В Сухановской тюрьме, наедине с самим собой, я постиг необходимость по-новому оценить тот выбор, который я сделал в молодости и который определил мою жизненную линию. Я окинул спокойным взглядом пути, пройденные мною вплоть до того дня, когда позади меня захлопнулись тюремные ворота, но я сумел это сделать лишь после того, как преодолел отчаяние, охватившее меня к концу первого года пребывания в заточении. В голубой темнице секретной тюрьмы я пришел в ужас при мысли, что, проявляя мужество, я не спасаю свою жизнь, а то, что я выдержал пытки, никто никогда не узнает. Если я даже совершил подвиг, то, возможно, он был бесплодным.

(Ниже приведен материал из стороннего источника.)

//! Upstream chat-completion provider abstraction.
//!
//! The gateway talks to the model provider through the `ChatProvider`
//! trait so tests can substitute a mock without network access.

pub mod mock;
pub mod openai;

pub use mock::{MockChatProvider, MockFailure};
pub use openai::{OpenAiChatProvider, OpenAiProviderConfig};

use async_trait::async_trait;
use serde::{Deserialize, Serialize};
use service_core::error::AppError;
use thiserror::Error;

/// Error type for provider operations.
#[derive(Error, Debug)]
pub enum ProviderError {
    #[error("Provider not configured: {0}")]
    NotConfigured(String),

    #[error("API error {status}: {message}")]
    Api { status: u16, message: String },

    #[error("Rate limited")]
    RateLimited,

    #[error("Network error: {0}")]
    Network(String),
}

impl ProviderError {
    /// Stable label for metrics.
    pub fn kind(&self) -> &'static str {
        match self {
            ProviderError::NotConfigured(_) => "not_configured",
            ProviderError::Api { .. } => "api",
            ProviderError::RateLimited => "rate_limited",
            ProviderError::Network(_) => "network",
        }
    }
}

/// Upstream failures surface to the client as a bad-gateway outcome;
/// the provider message never contains credentials.
impl From<ProviderError> for AppError {
    fn from(err: ProviderError) -> Self {
        AppError::BadGateway(err.to_string())
    }
}

/// One turn in the upstream conversation.
#[derive(Debug, Clone, PartialEq, Eq, Serialize, Deserialize)]
pub struct ChatMessage {
    pub role: String,
    pub content: String,
}

impl ChatMessage {
    pub fn system(content: impl Into<String>) -> Self {
        Self {
            role: "system".to_string(),
            content: content.into(),
        }
    }

    pub fn user(content: impl Into<String>) -> Self {
        Self {
            role: "user".to_string(),
            content: content.into(),
        }
    }
}

/// Fully-resolved parameters for one upstream call; defaults have already
/// been applied by the orchestrating handler.
#[derive(Debug, Clone)]
pub struct CompletionRequest {
    pub model: String,
    pub messages: Vec<ChatMessage>,
    pub temperature: f32,
    pub max_tokens: i64,
}

/// Token accounting reported by (or estimated for) an upstream response.
#[derive(Debug, Clone, Copy, Default, Serialize)]
pub struct TokenUsage {
    pub prompt_tokens: i64,
    pub completion_tokens: i64,
    pub total_tokens: i64,
}

impl TokenUsage {
    /// Rough 4-characters-per-token estimate for responses that omit usage
    /// metadata, so a usage record can always be written.
    pub fn estimate(prompt_chars: usize, completion_chars: usize) -> Self {
        let prompt_tokens = (prompt_chars / 4).max(1) as i64;
        let completion_tokens = (completion_chars / 4).max(1) as i64;
        Self {
            prompt_tokens,
            completion_tokens,
            total_tokens: prompt_tokens + completion_tokens,
        }
    }
}

/// Result of a successful upstream call.
#[derive(Debug, Clone)]
pub struct Completion {
    pub content: String,
    /// Model as reported upstream, falling back to the requested one.
    pub model: String,
    pub usage: TokenUsage,
}

/// Trait for chat-completion providers.
#[async_trait]
pub trait ChatProvider: Send + Sync {
    /// Run one completion. No retries: transient failures surface as-is.
    async fn complete(&self, request: &CompletionRequest) -> Result<Completion, ProviderError>;

    /// Health check.
    async fn health_check(&self) -> Result<(), ProviderError>;
}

…Когда на второй год пребывания в следственных тюрьмах меня в особорежимной тюрьме вновь подвергли пыткам, когда я убедился, что и отстаивая свою невиновность, я не добьюсь освобождения, хотя я и выдержал пытки, не дал ложных показаний, все же меня ждут новые мучения, вот тогда обрушилась на меня душевная катастрофа.
«Печаль достигла вершины отчаяния». Я стал думать о самоубийстве. И хотя тогда мне чудилось, что прозвучал голос рока, я теперь понимаю, что то было менее опасное состояние, нежели угнетавшее меня спустя многие годы в ссылке. Дело даже не в том, что в сухановской камере, где заключенный находился чуть ли не под непрерывным наблюдением, было трудно покончить с собой. Как я теперь понимаю, в Суханове я не был охвачен непреодолимой тягой к самоубийству, а я рассуждал об этом.

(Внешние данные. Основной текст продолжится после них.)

//! `/api/me` tests: plan snapshot for the authenticated subject.

mod common;

use common::TestApp;

#[tokio::test]
async fn authenticated_subject_sees_plan_and_remaining() {
    let app = TestApp::spawn().await;
    let user_id = app.seed_subject(1000, 250);

    let response = app
        .client()
        .get(format!("{}/api/me", app.address))
        .bearer_auth(app.bearer_token(user_id))
        .send()
        .await
        .expect("Failed to execute request");

    assert_eq!(response.status(), 200);

    let body: serde_json::Value = response.json().await.expect("Failed to parse JSON");
    assert_eq!(body["subject"], user_id.to_string());
    assert_eq!(body["email"], "reader@example.com");
    assert_eq!(body["plan"], "pro");
    assert_eq!(body["remaining"], 750);
}

#[tokio::test]
async fn subject_without_account_reads_as_no_plan() {
    let app = TestApp::spawn().await;
    let user_id = uuid::Uuid::new_v4(); // never seeded

    let response = app
        .client()
        .get(format!("{}/api/me", app.address))
        .bearer_auth(app.bearer_token(user_id))
        .send()
        .await
        .expect("Failed to execute request");

    // The read path reports, it does not deny.
    assert_eq!(response.status(), 200);

    let body: serde_json::Value = response.json().await.expect("Failed to parse JSON");
    assert_eq!(body["plan"], "none");
    assert_eq!(body["remaining"], 0);
}

#[tokio::test]
async fn me_matches_what_the_quota_check_computes() {
    let app = TestApp::spawn().await;
    let user_id = app.seed_subject(1000, 400);
    let token = app.bearer_token(user_id);

    let me: serde_json::Value = app
        .client()
        .get(format!("{}/api/me", app.address))
        .bearer_auth(&token)
        .send()
        .await
        .expect("Failed to execute request")
        .json()
        .await
        .expect("Failed to parse JSON");

    let chat: serde_json::Value = app
        .client()
        .post(format!("{}/api/chat", app.address))
        .bearer_auth(&token)
        .json(&serde_json::json!({ "text": "The quick brown fox jumps over the lazy dog." }))
        .send()
        .await
        .expect("Failed to execute request")
        .json()
        .await
        .expect("Failed to parse JSON");

    // The chat response echoes the pre-call snapshot; both paths read the
    // same store state, so the figures agree.
    assert_eq!(me["plan"], chat["plan"]["plan"]);
    assert_eq!(me["remaining"], chat["plan"]["remaining"]);
}

#[tokio::test]
async fn store_failure_on_read_is_an_error() {
    let app = TestApp::spawn().await;
    let user_id = app.seed_subject(1000, 0);
    app.store.set_fail_reads(true);

    let response = app
        .client()
        .get(format!("{}/api/me", app.address))
        .bearer_auth(app.bearer_token(user_id))
        .send()
        .await
        .expect("Failed to execute request");

    assert_eq!(response.status(), 500);
}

Высшая степень отчаяния — это самоубийство. Мысль о самоубийстве — тяжкий грех, одинаково и для христианина, и для атеиста. Счастливы мудрецы, способные воспринять конец человеческого пути как переход в новое бытие или растворение во вселенском бытии. Я умом и сердцем воспринимаю самоубийство, отказ от жизни как непомерно мучительный, трагический отказ от единственного оправдания и личности и мира. Мучительна мысль о самоуничтожении, но страшна мысль о том, что самоубийство есть уничтожение мира в целом…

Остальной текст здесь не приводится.